[STUDY MATERIAL — start]
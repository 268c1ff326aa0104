// Module declarations in dependency order
pub mod core;
pub mod history;
pub mod processing;
pub mod utils;

// Public exports for external consumers
pub use crate::core::{
    CandidateFile, CompressedImage, CompressionResult, CompressorState, HistoryEntry,
    Notification, NotificationSink, Preset, PresetConfig, TracingSink, UploadMode,
};
pub use crate::history::{HISTORY_KEY, HistoryRecorder, JsonFileStore, KeyValueStore, MemoryStore};
pub use crate::processing::{
    CompressionExecutor, CompressionOptions, DropOutcome, ImageCompressor, MAX_FILE_SIZE,
    NativeExecutor, NativeExecutorConfig, ProgressFn,
};
pub use crate::utils::{
    CompressorError, CompressorResult, ImageFormat, ValidationError, format_size,
};
mod compressor;
mod executor;
mod native;
mod validation;

pub use compressor::{DropOutcome, ImageCompressor};
pub use executor::{CompressionExecutor, CompressionOptions, ProgressFn};
pub use native::{NativeExecutor, NativeExecutorConfig};
pub use validation::{MAX_FILE_SIZE, validate_batch, validate_file};
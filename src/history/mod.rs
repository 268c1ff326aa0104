//! Persisted compression history.

mod recorder;
mod store;

pub use recorder::{HISTORY_KEY, HistoryRecorder};
pub use store::{JsonFileStore, KeyValueStore, MemoryStore};
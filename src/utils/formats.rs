use serde::{Deserialize, Serialize};

#[derive(Debug, Clone, Copy, PartialEq, Eq, Serialize, Deserialize)]
#[serde(rename_all = "lowercase")]
pub enum ImageFormat {
    Jpeg,
    Png,
    WebP,
    Gif,
}

impl ImageFormat {
    /// Resolve a format from a browser-style MIME type.
    pub fn from_mime(mime: &str) -> Option<Self> {
        match mime.to_lowercase().as_str() {
            "image/jpeg" | "image/jpg" => Some(Self::Jpeg),
            "image/png" => Some(Self::Png),
            "image/webp" => Some(Self::WebP),
            "image/gif" => Some(Self::Gif),
            _ => None,
        }
    }

    /// Get the canonical MIME type for this format
    pub fn mime_type(&self) -> &'static str {
        match self {
            Self::Jpeg => "image/jpeg",
            Self::Png => "image/png",
            Self::WebP => "image/webp",
            Self::Gif => "image/gif",
        }
    }

    /// Check whether the encoder for this format takes a quality setting
    pub fn supports_quality(&self) -> bool {
        matches!(self, Self::Jpeg)
    }

    /// Check whether this format can be produced by the native encoder
    pub fn encodable(&self) -> bool {
        !matches!(self, Self::Gif)
    }
}

/// Check if a MIME type belongs to the image family
pub fn is_image_mime(mime: &str) -> bool {
    mime.starts_with("image/")
}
[STUDY MATERIAL — finish]
» **WORK ORDER**: Each of the records is to be written out again exactly.

» **RESPONSE TO THE EXERCISE**:
repository 268c1ff326aa0104
// Module declarations in dependency order
pub mod core;
pub mod history;
pub mod processing;
pub mod utils;

// Public exports for external consumers
pub use crate::core::{
    CandidateFile, CompressedImage, CompressionResult, CompressorState, HistoryEntry,
    Notification, NotificationSink, Preset, PresetConfig, TracingSink, UploadMode,
};
pub use crate::history::{HISTORY_KEY, HistoryRecorder, JsonFileStore, KeyValueStore, MemoryStore};
pub use crate::processing::{
    CompressionExecutor, CompressionOptions, DropOutcome, ImageCompressor, MAX_FILE_SIZE,
    NativeExecutor, NativeExecutorConfig, ProgressFn,
};
pub use crate::utils::{
    CompressorError, CompressorResult, ImageFormat, ValidationError, format_size,
};
mod compressor;
mod executor;
mod native;
mod validation;

pub use compressor::{DropOutcome, ImageCompressor};
pub use executor::{CompressionExecutor, CompressionOptions, ProgressFn};
pub use native::{NativeExecutor, NativeExecutorConfig};
pub use validation::{MAX_FILE_SIZE, validate_batch, validate_file};
filename src/history/mod.rs
repository 268c1ff326aa0104
//! Persisted compression history.

mod recorder;
mod store;

pub use recorder::{HISTORY_KEY, HistoryRecorder};
pub use store::{JsonFileStore, KeyValueStore, MemoryStore};
filename src/utils/formats.rs
use serde::{Deserialize, Serialize};

#[derive(Debug, Clone, Copy, PartialEq, Eq, Serialize, Deserialize)]
#[serde(rename_all = "lowercase")]
pub enum ImageFormat {
    Jpeg,
    Png,
    WebP,
    Gif,
}

impl ImageFormat {
    /// Resolve a format from a browser-style MIME type.
    pub fn from_mime(mime: &str) -> Option<Self> {
        match mime.to_lowercase().as_str() {
            "image/jpeg" | "image/jpg" => Some(Self::Jpeg),
            "image/png" => Some(Self::Png),
            "image/webp" => Some(Self::WebP),
            "image/gif" => Some(Self::Gif),
            _ => None,
        }
    }

    /// Get the canonical MIME type for this format
    pub fn mime_type(&self) -> &'static str {
        match self {
            Self::Jpeg => "image/jpeg",
            Self::Png => "image/png",
            Self::WebP => "image/webp",
            Self::Gif => "image/gif",
        }
    }

    /// Check whether the encoder for this format takes a quality setting
    pub fn supports_quality(&self) -> bool {
        matches!(self, Self::Jpeg)
    }

    /// Check whether this format can be produced by the native encoder
    pub fn encodable(&self) -> bool {
        !matches!(self, Self::Gif)
    }
}

/// Check if a MIME type belongs to the image family
pub fn is_image_mime(mime: &str) -> bool {
    mime.starts_with("image/")
}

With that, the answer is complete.